Marshall Claggett House
See description under Saturday home tours.
Graham House

The Graham House
Leven Smallwood (c.1765-1812) built the right side three-bay section of this house shortly after his 1810 purchase of the lot. He built a one-and-a-half-story brick structure on a stone foundation. A one-story brick addition was later added to the left of the original structure. Quakers Isaac Walker (1781-1851) and Jacob Mendenhall (1788-1822) operated a dry goods store here as early as 1816. Walker purchased the property after it was auctioned in 1833. Robert Graham, a veteran of the Loudoun Rangers, bought the building in 1879 and used it for his carriage painting business.
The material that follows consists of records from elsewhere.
//! Configuration loading from disk.

use std::fs;
use std::path::Path;

use thiserror::Error;

use crate::config::schema::GatewayConfig;
use crate::config::validation::{validate_config, ValidationError};

/// Error type for configuration loading.
#[derive(Debug, Error)]
pub enum ConfigError {
    #[error("IO error: {0}")]
    Io(#[from] std::io::Error),

    #[error("Parse error: {0}")]
    Parse(#[from] toml::de::Error),

    #[error("Validation failed: {}", join(.0))]
    Validation(Vec<ValidationError>),
}

fn join(errors: &[ValidationError]) -> String {
    errors.iter().map(ToString::to_string).collect::<Vec<_>>().join(", ")
}

/// Parse and validate configuration from TOML text.
pub fn parse_config(content: &str) -> Result<GatewayConfig, ConfigError> {
    let config: GatewayConfig = toml::from_str(content)?;
    validate_config(&config).map_err(ConfigError::Validation)?;
    Ok(config)
}

/// Load and validate configuration from a TOML file.
pub fn load_config(path: &Path) -> Result<GatewayConfig, ConfigError> {
    let content = fs::read_to_string(path)?;
    parse_config(&content)
}

#[cfg(test)]
mod tests {
    use super::*;

    #[test]
    fn parse_errors_surface() {
        assert!(matches!(parse_config("listener = 5"), Err(ConfigError::Parse(_))));
    }

    #[test]
    fn validation_errors_are_joined() {
        let err = parse_config("[listener]\nbind_address = \"x\"\nmax_body_size = 0").unwrap_err();
        let text = err.to_string();
        assert!(text.starts_with("Validation failed: "));
        assert!(text.contains("bind_address"));
        assert!(text.contains("max_body_size"));
    }

    #[test]
    fn missing_file_is_io_error() {
        assert!(matches!(
            load_config(Path::new("/definitely/not/here.toml")),
            Err(ConfigError::Io(_))
        ));
    }
}
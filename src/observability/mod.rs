//! Observability subsystem.
//!
//! # Data Flow
//! ```text
//! All subsystems emit tracing events with key/value fields
//!     → logging.rs (EnvFilter + fmt or JSON layer)
//!     → stdout
//! HTTP requests additionally get a TraceLayer span and an x-request-id.
//! ```
//!
//! # Design Decisions
//! - Structured logging (JSON) for machine parsing
//! - `RUST_LOG` overrides the configured level

pub mod logging;

pub use logging::init_tracing;
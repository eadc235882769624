//! Startup orchestration.
//!
//! # Responsibilities
//! - Build the gateway with the HTTP stream sink attached
//! - Bind the listener last, so traffic arrives only when ready
//!
//! # Design Decisions
//! - Fail fast: any startup error is fatal

use std::net::SocketAddr;
use std::sync::Arc;

use thiserror::Error;
use tokio::net::TcpListener;

use crate::config::GatewayConfig;
use crate::gateway::{Gateway, GatewayBuildError, GatewayBuilder};
use crate::http::{ChannelSink, HttpServer};
use crate::rpc::RpcRuntime;

#[derive(Debug, Error)]
pub enum StartupError {
    #[error(transparent)]
    Build(#[from] GatewayBuildError),

    #[error("failed to bind {address}: {source}")]
    Bind {
        address: String,
        #[source]
        source: std::io::Error,
    },
}

/// A built server with its bound listener, ready to run.
pub struct Prepared {
    pub server: HttpServer,
    pub listener: TcpListener,
    pub local_addr: SocketAddr,
}

/// Build the gateway (via `customize`) and bind the configured address.
pub async fn prepare<F>(
    config: GatewayConfig,
    runtime: Arc<dyn RpcRuntime>,
    customize: F,
) -> Result<Prepared, StartupError>
where
    F: FnOnce(GatewayBuilder) -> GatewayBuilder,
{
    let sink = Arc::new(ChannelSink::new());
    let address = config.listener.bind_address.clone();

    let builder = Gateway::builder(runtime).config(config).stream_sink(sink.clone());
    let gateway = Arc::new(customize(builder).build()?);

    tracing::info!(routes = gateway.routes().len(), "Gateway built");

    let listener = TcpListener::bind(&address)
        .await
        .map_err(|source| StartupError::Bind {
            address: address.clone(),
            source,
        })?;
    let local_addr = listener
        .local_addr()
        .map_err(|source| StartupError::Bind { address, source })?;

    Ok(Prepared {
        server: HttpServer::new(gateway, sink),
        listener,
        local_addr,
    })
}
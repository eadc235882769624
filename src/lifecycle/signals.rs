//! OS signal handling.
//!
//! SIGINT (Ctrl+C) and, on Unix, SIGTERM both request a graceful shutdown.

use crate::lifecycle::Shutdown;

/// Resolve when the process is asked to stop.
pub async fn wait_for_signal() {
    let ctrl_c = async {
        if let Err(e) = tokio::signal::ctrl_c().await {
            tracing::error!(error = %e, "Failed to install Ctrl+C handler");
            std::future::pending::<()>().await;
        }
    };

    #[cfg(unix)]
    let terminate = async {
        match tokio::signal::unix::signal(tokio::signal::unix::SignalKind::terminate()) {
            Ok(mut signal) => {
                signal.recv().await;
            }
            Err(e) => {
                tracing::error!(error = %e, "Failed to install SIGTERM handler");
                std::future::pending::<()>().await;
            }
        }
    };

    #[cfg(not(unix))]
    let terminate = std::future::pending::<()>();

    tokio::select! {
        _ = ctrl_c => tracing::info!(signal = "SIGINT", "Signal received"),
        _ = terminate => tracing::info!(signal = "SIGTERM", "Signal received"),
    }
}

/// Trigger `shutdown` on the first termination signal.
pub fn spawn_signal_listener(shutdown: std::sync::Arc<Shutdown>) -> tokio::task::JoinHandle<()> {
    tokio::spawn(async move {
        wait_for_signal().await;
        shutdown.trigger();
    })
}
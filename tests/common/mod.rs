//! Shared utilities for integration tests.

use std::net::SocketAddr;
use std::sync::Arc;
use std::time::Duration;

use rest_gateway::config::GatewayConfig;
use rest_gateway::demo;
use rest_gateway::lifecycle::{self, Shutdown};
use rest_gateway::rpc::local::LocalRuntime;
use rest_gateway::rpc::RpcRuntime;
use rest_gateway::Gateway;
use tokio::task::JoinHandle;

/// A gateway serving the demo service on a loopback port.
pub struct TestGateway {
    pub addr: SocketAddr,
    pub client: reqwest::Client,
    pub gateway: Arc<Gateway>,
    shutdown: Shutdown,
    handle: JoinHandle<std::io::Result<()>>,
}

impl TestGateway {
    pub async fn start() -> Self {
        Self::start_with(GatewayConfig::default()).await
    }

    pub async fn start_with(mut config: GatewayConfig) -> Self {
        config.listener.bind_address = "127.0.0.1:0".to_string();

        let runtime = Arc::new(LocalRuntime::new());
        let rpc: Arc<dyn RpcRuntime> = runtime.clone();
        let prepared = lifecycle::prepare(config, rpc, |builder| builder.routes(demo::routes()))
            .await
            .unwrap();
        demo::install(&runtime, prepared.server.gateway().stream_controller());

        let gateway = Arc::clone(prepared.server.gateway());
        let shutdown = Shutdown::new();
        let receiver = shutdown.subscribe();
        let handle = tokio::spawn(prepared.server.run(prepared.listener, receiver));

        let client = reqwest::Client::builder()
            .timeout(Duration::from_secs(10))
            .build()
            .unwrap();

        Self {
            addr: prepared.local_addr,
            client,
            gateway,
            shutdown,
            handle,
        }
    }

    pub fn url(&self, path: &str) -> String {
        format!("http://{}{}", self.addr, path)
    }

    pub async fn get(&self, path: &str) -> reqwest::Response {
        self.client.get(self.url(path)).send().await.unwrap()
    }

    pub async fn post(&self, path: &str, body: &str) -> reqwest::Response {
        self.client
            .post(self.url(path))
            .header("content-type", "application/json")
            .body(body.to_string())
            .send()
            .await
            .unwrap()
    }

    /// Trigger graceful shutdown and wait for the server to stop.
    pub async fn stop(self) {
        self.shutdown.trigger();
        let result = tokio::time::timeout(Duration::from_secs(15), self.handle).await;
        assert!(matches!(result, Ok(Ok(Ok(())))), "server did not stop cleanly");
    }
}

/// Poll `check` until it holds or `deadline` passes.
#[allow(dead_code)]
pub async fn eventually<F: Fn() -> bool>(deadline: Duration, check: F) -> bool {
    let start = std::time::Instant::now();
    while start.elapsed() < deadline {
        if check() {
            return true;
        }
        tokio::time::sleep(Duration::from_millis(10)).await;
    }
    check()
}
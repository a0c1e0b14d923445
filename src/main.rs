pub mod classify;
pub mod cli;
pub mod defaults;
pub mod instance;
pub mod jq_exec;
pub mod load;
pub mod render;
pub mod spec;

fn main() -> anyhow::Result<()> {
    cli::CommandLineInterface::load().run()
}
He removed the half-story of brick from the right side and added a full second story of German siding to the entire edifice. The frame second floor was originally accessible only via exterior stairs on the left end.
Hollingsworth-Lee House

The Hollingsworth-Lee House
The land on which this two-story brick house sits was part of the mill tract for many years. By 1827 Samuel Gover was living in a brick dwelling here. Around the time of the Civil War, Robert Hollingsworth (1814-1871), a Quaker schoolteacher from Frederick County, Virginia, bought the house from the Govers. During the war, Confederates seized Hollingsworth and fellow townsman William Williams and marched them to Richmond’s Castle Thunder Prison, intending to trade them for two Loudoun residents held by the North. The interior floor plan of this dwelling is unusual: the door opens into a passage that runs the depth of the house; a single room is to the right of the passage.